How chemical recycling could revive the textile industry in France #712


A study by the (Re)Set company for the Paris Good Fashion ecosystem looks at the need to develop textile recycling in France to revive this sector and create factories. But it will not happen without

Reviving the textile industry in France requires an ecological transition and the recycling of “post-consumer” textiles on our territory, with the establishment of new factories. Between now and 2030, the amount of textiles available for recycling will be multiplied by three or four. In this context, “2.2 million tonnes of textiles will have to be recycled in Europe, and it would be good if some of this material came to us,” says Géraldine Poivert, co-founder and president of (Re)Set company, a consultancy dedicated to environmental and economic transition, and “France 2030 ambassador” in charge of sustainable materials.
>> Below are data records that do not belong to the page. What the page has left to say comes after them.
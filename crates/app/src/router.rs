//! Staged action routing.
//!
//! A device answers a request by offering it to an ordered list of handler
//! stages. Generic capabilities (power state) come first, device-kind
//! capabilities after; the first stage that claims the action decides the
//! outcome and later stages never see it.

use cloudlink_domain::id::DeviceId;
use cloudlink_domain::payload::Payload;

/// What a stage did with an action.
#[derive(Debug, Clone, Copy, PartialEq, Eq)]
pub enum Dispatch {
    /// The stage does not know the action, or its callback is not registered.
    Unhandled,
    /// The stage ran a callback, which reported this result.
    Handled(bool),
}

/// One stage of the router.
pub trait ActionHandler {
    /// Try to handle `action` for `device_id`.
    ///
    /// Stages that return [`Dispatch::Unhandled`] must leave `response` alone.
    fn handle_action(
        &self,
        device_id: &DeviceId,
        action: &str,
        request: &Payload,
        response: &mut Payload,
    ) -> Dispatch;
}

/// Offer `action` to each stage in order.
///
/// Returns `true` only if a stage handled the action and its callback
/// succeeded.
pub fn route(
    stages: &[&dyn ActionHandler],
    device_id: &DeviceId,
    action: &str,
    request: &Payload,
    response: &mut Payload,
) -> bool {
    for stage in stages {
        if let Dispatch::Handled(success) =
            stage.handle_action(device_id, action, request, response)
        {
            tracing::debug!(%device_id, action, success, "action handled");
            return success;
        }
    }
    tracing::debug!(%device_id, action, "action not handled");
    false
}
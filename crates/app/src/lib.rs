//! # cloudlink-app
//!
//! Application layer: device bindings and **port definitions** (traits).
//!
//! ## Responsibilities
//! - Define the **driven/outbound port** adapters implement:
//!   - `EventSink`: accepts event messages for the cloud
//! - Define the **driving/inbound** side:
//!   - `Device`: one addressable device instance handling actions
//!   - `DeviceRegistry`: fans request messages out to registered devices
//! - Provide the building blocks every device kind shares: the base device
//!   core (identity, event preparation, event wait-time filter), the
//!   power-state capability and the staged action router
//! - Provide the `Thermostat` binding
//! - Provide **in-process infrastructure** (event queue) that doesn't need IO
//!
//! ## Dependency rule
//! Depends on `cloudlink-domain` only (plus `tokio::sync` for channels).
//! Never imports adapter crates. Adapters depend on *this* crate, not the reverse.

pub mod device;
pub mod event_queue;
pub mod ports;
pub mod registry;
pub mod router;
pub mod thermostat;
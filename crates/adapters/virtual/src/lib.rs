//! # cloudlink-adapter-virtual
//!
//! Virtual/demo integration providing simulated thermostats for testing and
//! demonstration purposes.
//!
//! ## Behaviour
//!
//! | Action | Effect on the simulated hardware |
//! |--------|----------------------------------|
//! | `setPowerState` | Stores the power flag |
//! | `targetTemperature` | Stores the target |
//! | `adjustTargetTemperature` | Adds the delta, answers with the new target |
//! | `setThermostatMode` | Accepts `AUTO`, `COOL`, `HEAT`, `ECO`, `OFF` (any case) |
//!
//! ## Dependency rule
//!
//! Depends on `cloudlink-app` (port traits, bindings) and `cloudlink-domain` only.

mod devices;

use std::sync::Arc;

use cloudlink_app::ports::EventSink;
use cloudlink_app::registry::DeviceRegistry;
use cloudlink_domain::error::CloudLinkError;

pub use devices::{SUPPORTED_MODES, ThermostatState, VirtualThermostat};

/// Virtual integration owning a set of simulated thermostats.
pub struct VirtualIntegration<S> {
    thermostats: Vec<Arc<VirtualThermostat<S>>>,
}

impl<S> Default for VirtualIntegration<S> {
    fn default() -> Self {
        Self {
            thermostats: Vec::new(),
        }
    }
}

impl<S: EventSink + Send + Sync + 'static> VirtualIntegration<S> {
    #[must_use]
    pub fn new() -> Self {
        Self::default()
    }

    /// Unique name identifying this integration.
    #[must_use]
    pub fn name(&self) -> &'static str {
        "virtual"
    }

    /// Take ownership of a thermostat and return a shared handle to it.
    pub fn add(&mut self, thermostat: VirtualThermostat<S>) -> Arc<VirtualThermostat<S>> {
        let thermostat = Arc::new(thermostat);
        self.thermostats.push(Arc::clone(&thermostat));
        thermostat
    }

    /// Register every thermostat with `registry`.
    ///
    /// # Errors
    ///
    /// Returns a validation error if a thermostat id is already registered.
    pub fn register_all(&self, registry: &mut DeviceRegistry) -> Result<(), CloudLinkError> {
        for thermostat in &self.thermostats {
            registry.register(Arc::clone(thermostat))?;
        }
        Ok(())
    }

    /// Emit a periodic reading for every thermostat; returns how many were sent.
    pub fn poll_all(&self) -> usize {
        self.thermostats.iter().filter(|t| t.poll()).count()
    }

    /// Find a thermostat by device id.
    #[must_use]
    pub fn get(&self, device_id: &str) -> Option<&Arc<VirtualThermostat<S>>> {
        self.thermostats.iter().find(|t| *t.id() == device_id)
    }
}
//! In-process event queue backed by a tokio unbounded `mpsc` channel.

use tokio::sync::mpsc;

use cloudlink_domain::error::CloudLinkError;
use cloudlink_domain::event::EventMessage;

use crate::ports::EventSink;

/// In-process event queue using a tokio unbounded [`mpsc`] channel.
///
/// Devices push events synchronously; the transport drains the receiver at
/// its own pace. Sending fails once the receiver has been dropped.
#[derive(Debug, Clone)]
pub struct EventQueue {
    sender: mpsc::UnboundedSender<EventMessage>,
}

impl EventQueue {
    /// Create a queue and the receiver the transport drains.
    #[must_use]
    pub fn new() -> (Self, mpsc::UnboundedReceiver<EventMessage>) {
        let (sender, receiver) = mpsc::unbounded_channel();
        (Self { sender }, receiver)
    }

    /// Whether the receiving side is gone.
    #[must_use]
    pub fn is_closed(&self) -> bool {
        self.sender.is_closed()
    }
}

impl EventSink for EventQueue {
    fn send(&self, event: EventMessage) -> Result<(), CloudLinkError> {
        // mpsc::SendError only happens when the receiver is dropped.
        self.sender
            .send(event)
            .map_err(|_| CloudLinkError::SinkClosed)
    }
}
(Re)Set has published a study entitled “Projet Graal – Making France a major player in the textile to textile sector” for Paris Good Fashion, the association that federates an ecosystem of 111 players in France including manufacturers, distributors, NGOs, schools, etc. The aim is to develop textile recycling in France to “rethink [the] textile sector and reindustrialise the territories”, all by identifying the most promising technologies.

15,000 new jobs created through recycling

The study points out that less than 1% of used textiles in Europe are reprocessed into new textile fibres. Yet the textile industry is responsible for 3 to 10% of GHG emissions and 20% of water pollution worldwide, while 1,900 chemicals are used in the manufacture of clothing. In view of this, legislation is becoming more pressing, with the obligation to collect post-consumer textile waste in Europe by 2025, and the tightening of rules on exporting waste outside the EU. This will create 15,000 jobs in Europe, while between 1.5 and 2.2 billion in annual profits could be generated from 2030 onwards, not to mention the 4 million tonnes of CO2 avoided.

According to the eco-organisation Re-Fashion, 715,000 tonnes of textiles are put on the market in France each year. Of this volume, 245,000 tonnes are collected and 190,000 tonnes are sorted. Half of this is then reused and 30% is recycled, almost all of it mechanically (defibration, fraying). Problem: (Re)Set reminds us that mechanical recycling only very rarely allows for “textile to textile”. The path explored by this study is therefore chemical recycling, which is currently used “only on petro-sourced fibres”, says Géraldine Poivert.

According to the study, 53% of the deposit can be treated with a mix of chemical recycling technologies. These include selective dissolving, using solvents to selectively dissolve and extract polymers; pulping, again using solvents to produce cellulosic pulp; hydrothermal, using water and green chemistry to extract polymers at high temperature and pressure; and solvolysis, which uses solvents to depolymerise at different temperatures and still using solvents or enzymes. While these technologies can meet the demand to produce new garments, (Re)Set requires further studies to better understand their environmental impact.

Three interested companies

The study lists companies that are already involved in these recycling issues, such as Carbios or Loop, which are developing players that are more focused on synthetic fibres. But cotton is not taken into account, even though it is the most important source (50% of the total). Currently, there are a few chemical recycling pilot projects in the United States and Northern Europe for this material, but these initiatives are not yet at the final stage.

The “Grail Project”, on the other hand, is under discussion with three companies (two American and one European) that are interested in setting up in France and Europe. The names could appear very soon. France was the first country to have an eco-organisation for textiles with a target of 70% recycling by 2030,” explains Géraldine Poivert. It is in competition with other countries that sell their territory better. If we want to bring back the weavers, we have to do it now. If we bring back materials, we recreate industrial clusters. We have to build the factories, industrialise the collection and sorting. To do this, we need to simplify the establishment of green factories. Plants that consume little, starting with solvents. A vast programme.